Supplied records -
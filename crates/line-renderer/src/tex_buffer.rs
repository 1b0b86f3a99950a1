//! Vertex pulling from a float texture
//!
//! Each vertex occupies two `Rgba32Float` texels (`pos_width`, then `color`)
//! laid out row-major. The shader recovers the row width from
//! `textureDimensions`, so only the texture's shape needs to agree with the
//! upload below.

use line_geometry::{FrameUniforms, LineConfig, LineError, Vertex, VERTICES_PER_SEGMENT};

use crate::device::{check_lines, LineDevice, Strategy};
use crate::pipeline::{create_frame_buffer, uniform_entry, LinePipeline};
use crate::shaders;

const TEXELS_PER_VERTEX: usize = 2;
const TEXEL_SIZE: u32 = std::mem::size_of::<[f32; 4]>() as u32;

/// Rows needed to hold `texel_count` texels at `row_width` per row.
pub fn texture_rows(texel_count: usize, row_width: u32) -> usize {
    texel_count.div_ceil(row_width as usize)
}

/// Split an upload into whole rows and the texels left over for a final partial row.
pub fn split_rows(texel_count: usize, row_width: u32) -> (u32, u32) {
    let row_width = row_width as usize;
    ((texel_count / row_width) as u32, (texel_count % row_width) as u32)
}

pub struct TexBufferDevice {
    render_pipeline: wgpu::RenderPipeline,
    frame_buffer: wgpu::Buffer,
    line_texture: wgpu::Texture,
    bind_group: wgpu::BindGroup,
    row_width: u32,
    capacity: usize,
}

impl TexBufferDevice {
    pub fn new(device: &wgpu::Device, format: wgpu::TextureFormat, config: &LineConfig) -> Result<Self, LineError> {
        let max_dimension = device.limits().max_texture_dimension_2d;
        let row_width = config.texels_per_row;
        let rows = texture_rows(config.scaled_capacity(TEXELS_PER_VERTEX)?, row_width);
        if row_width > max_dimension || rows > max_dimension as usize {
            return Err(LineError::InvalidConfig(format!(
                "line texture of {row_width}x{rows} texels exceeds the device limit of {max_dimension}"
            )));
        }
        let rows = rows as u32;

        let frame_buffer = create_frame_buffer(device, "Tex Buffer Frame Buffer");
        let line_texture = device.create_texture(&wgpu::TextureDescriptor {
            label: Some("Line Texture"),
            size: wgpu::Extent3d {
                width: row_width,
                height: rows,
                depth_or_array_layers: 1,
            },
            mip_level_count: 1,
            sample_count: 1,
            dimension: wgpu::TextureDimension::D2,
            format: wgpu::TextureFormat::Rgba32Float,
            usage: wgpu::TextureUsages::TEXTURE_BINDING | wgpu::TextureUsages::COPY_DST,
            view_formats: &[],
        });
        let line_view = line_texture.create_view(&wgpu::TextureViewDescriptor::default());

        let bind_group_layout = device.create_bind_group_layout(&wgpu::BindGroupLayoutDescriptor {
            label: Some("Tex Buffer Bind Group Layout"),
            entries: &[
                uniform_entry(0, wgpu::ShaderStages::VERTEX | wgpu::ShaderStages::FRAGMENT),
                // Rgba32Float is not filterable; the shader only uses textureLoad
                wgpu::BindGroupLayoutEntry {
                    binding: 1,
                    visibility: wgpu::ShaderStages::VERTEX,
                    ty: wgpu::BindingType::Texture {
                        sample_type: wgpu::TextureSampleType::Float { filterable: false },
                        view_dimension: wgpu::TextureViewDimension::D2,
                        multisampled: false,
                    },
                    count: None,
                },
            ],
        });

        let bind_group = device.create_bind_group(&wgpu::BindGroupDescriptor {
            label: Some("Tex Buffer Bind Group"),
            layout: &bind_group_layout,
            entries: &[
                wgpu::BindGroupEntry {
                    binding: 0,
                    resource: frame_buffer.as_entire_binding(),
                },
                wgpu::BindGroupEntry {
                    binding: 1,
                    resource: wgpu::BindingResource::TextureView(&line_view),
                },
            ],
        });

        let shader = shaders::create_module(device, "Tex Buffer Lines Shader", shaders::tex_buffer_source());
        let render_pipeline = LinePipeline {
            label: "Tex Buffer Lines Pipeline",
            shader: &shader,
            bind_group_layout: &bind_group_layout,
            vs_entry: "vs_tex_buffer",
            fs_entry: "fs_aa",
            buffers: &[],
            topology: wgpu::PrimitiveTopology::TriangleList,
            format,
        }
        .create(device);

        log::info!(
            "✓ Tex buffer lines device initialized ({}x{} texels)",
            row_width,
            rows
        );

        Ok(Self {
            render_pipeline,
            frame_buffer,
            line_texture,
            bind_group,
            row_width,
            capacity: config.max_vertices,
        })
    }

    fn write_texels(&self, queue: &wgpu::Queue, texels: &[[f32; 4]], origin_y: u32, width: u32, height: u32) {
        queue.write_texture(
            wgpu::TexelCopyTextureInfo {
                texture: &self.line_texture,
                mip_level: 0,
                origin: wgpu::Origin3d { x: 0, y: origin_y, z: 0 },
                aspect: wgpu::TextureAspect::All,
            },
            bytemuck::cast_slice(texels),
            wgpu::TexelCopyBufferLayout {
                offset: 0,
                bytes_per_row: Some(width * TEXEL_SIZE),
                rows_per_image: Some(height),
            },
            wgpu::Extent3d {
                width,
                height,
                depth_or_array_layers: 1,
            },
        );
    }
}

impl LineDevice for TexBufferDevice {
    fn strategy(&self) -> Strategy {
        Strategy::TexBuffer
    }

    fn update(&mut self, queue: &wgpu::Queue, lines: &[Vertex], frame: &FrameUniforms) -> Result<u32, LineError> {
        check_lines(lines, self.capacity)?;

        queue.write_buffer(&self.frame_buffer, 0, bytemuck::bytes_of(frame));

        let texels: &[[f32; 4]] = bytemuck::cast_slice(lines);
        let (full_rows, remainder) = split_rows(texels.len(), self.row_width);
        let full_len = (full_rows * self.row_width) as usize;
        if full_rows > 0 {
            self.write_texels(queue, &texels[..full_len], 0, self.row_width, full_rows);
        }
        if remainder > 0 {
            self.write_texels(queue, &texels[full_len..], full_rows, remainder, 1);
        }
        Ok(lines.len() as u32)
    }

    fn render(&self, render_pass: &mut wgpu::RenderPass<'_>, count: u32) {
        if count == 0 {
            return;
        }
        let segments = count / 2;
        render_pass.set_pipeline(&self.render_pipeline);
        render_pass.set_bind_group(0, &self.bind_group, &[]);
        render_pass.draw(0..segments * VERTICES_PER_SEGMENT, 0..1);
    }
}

--

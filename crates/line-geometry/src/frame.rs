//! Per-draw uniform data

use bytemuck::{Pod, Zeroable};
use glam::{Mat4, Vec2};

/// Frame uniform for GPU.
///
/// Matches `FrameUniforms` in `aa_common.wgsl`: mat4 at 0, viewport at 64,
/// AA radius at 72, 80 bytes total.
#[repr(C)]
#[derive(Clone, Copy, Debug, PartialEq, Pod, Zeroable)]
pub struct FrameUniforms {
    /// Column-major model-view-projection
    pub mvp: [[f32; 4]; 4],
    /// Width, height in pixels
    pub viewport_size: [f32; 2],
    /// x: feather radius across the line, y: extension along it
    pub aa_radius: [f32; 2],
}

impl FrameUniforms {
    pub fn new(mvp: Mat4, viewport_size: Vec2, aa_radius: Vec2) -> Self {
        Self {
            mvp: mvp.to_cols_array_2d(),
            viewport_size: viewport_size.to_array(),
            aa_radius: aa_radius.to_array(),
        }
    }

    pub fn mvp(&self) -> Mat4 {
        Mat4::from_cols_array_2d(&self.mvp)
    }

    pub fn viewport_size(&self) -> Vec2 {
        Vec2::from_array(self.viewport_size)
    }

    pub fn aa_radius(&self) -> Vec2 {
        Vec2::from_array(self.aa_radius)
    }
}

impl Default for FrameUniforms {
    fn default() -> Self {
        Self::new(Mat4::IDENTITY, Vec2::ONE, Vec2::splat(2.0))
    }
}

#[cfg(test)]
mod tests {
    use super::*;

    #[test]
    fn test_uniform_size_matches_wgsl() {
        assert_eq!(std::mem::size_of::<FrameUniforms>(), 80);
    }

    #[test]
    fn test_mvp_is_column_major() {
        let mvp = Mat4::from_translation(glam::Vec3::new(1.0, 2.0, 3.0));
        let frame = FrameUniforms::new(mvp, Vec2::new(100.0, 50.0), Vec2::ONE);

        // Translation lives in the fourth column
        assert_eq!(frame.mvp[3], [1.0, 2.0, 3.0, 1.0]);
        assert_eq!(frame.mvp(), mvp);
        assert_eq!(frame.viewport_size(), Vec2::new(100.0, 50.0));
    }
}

--

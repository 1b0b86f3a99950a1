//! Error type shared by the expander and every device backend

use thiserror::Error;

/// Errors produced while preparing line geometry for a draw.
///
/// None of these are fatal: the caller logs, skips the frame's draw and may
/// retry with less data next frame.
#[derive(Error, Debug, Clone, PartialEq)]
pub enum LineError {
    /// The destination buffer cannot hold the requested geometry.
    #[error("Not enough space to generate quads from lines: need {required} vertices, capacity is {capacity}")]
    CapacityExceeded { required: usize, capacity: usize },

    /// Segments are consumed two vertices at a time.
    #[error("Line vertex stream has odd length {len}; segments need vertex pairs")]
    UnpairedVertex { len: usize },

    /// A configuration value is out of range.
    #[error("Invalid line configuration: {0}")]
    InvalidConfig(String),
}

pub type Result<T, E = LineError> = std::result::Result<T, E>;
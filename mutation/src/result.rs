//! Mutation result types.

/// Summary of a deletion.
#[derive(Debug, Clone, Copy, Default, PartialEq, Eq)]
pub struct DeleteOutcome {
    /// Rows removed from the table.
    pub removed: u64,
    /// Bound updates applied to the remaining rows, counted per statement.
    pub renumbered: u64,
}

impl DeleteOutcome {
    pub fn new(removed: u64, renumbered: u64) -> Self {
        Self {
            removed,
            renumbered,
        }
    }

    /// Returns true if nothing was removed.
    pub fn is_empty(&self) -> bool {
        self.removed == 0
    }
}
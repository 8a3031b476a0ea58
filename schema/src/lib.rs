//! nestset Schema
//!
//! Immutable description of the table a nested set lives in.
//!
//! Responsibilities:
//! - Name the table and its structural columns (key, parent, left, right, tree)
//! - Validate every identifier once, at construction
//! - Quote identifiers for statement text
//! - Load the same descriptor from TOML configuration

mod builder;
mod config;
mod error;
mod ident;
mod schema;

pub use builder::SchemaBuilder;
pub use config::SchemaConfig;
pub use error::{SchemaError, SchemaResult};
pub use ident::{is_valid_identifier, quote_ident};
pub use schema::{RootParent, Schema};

What you are asked to do - Only one stretch of the entries above is wanted: the lines from the one containing "filename crates/line-renderer/src/tex_buffer.rs" through the one containing "agree with the". Please reproduce it exactly.

Solved problem -
filename crates/line-renderer/src/tex_buffer.rs
repository 1b0b86f3a99950a1
//! Vertex pulling from a float texture
//!
//! Each vertex occupies two `Rgba32Float` texels (`pos_width`, then `color`)
//! laid out row-major. The shader recovers the row width from
//! `textureDimensions`, so only the texture's shape needs to agree with the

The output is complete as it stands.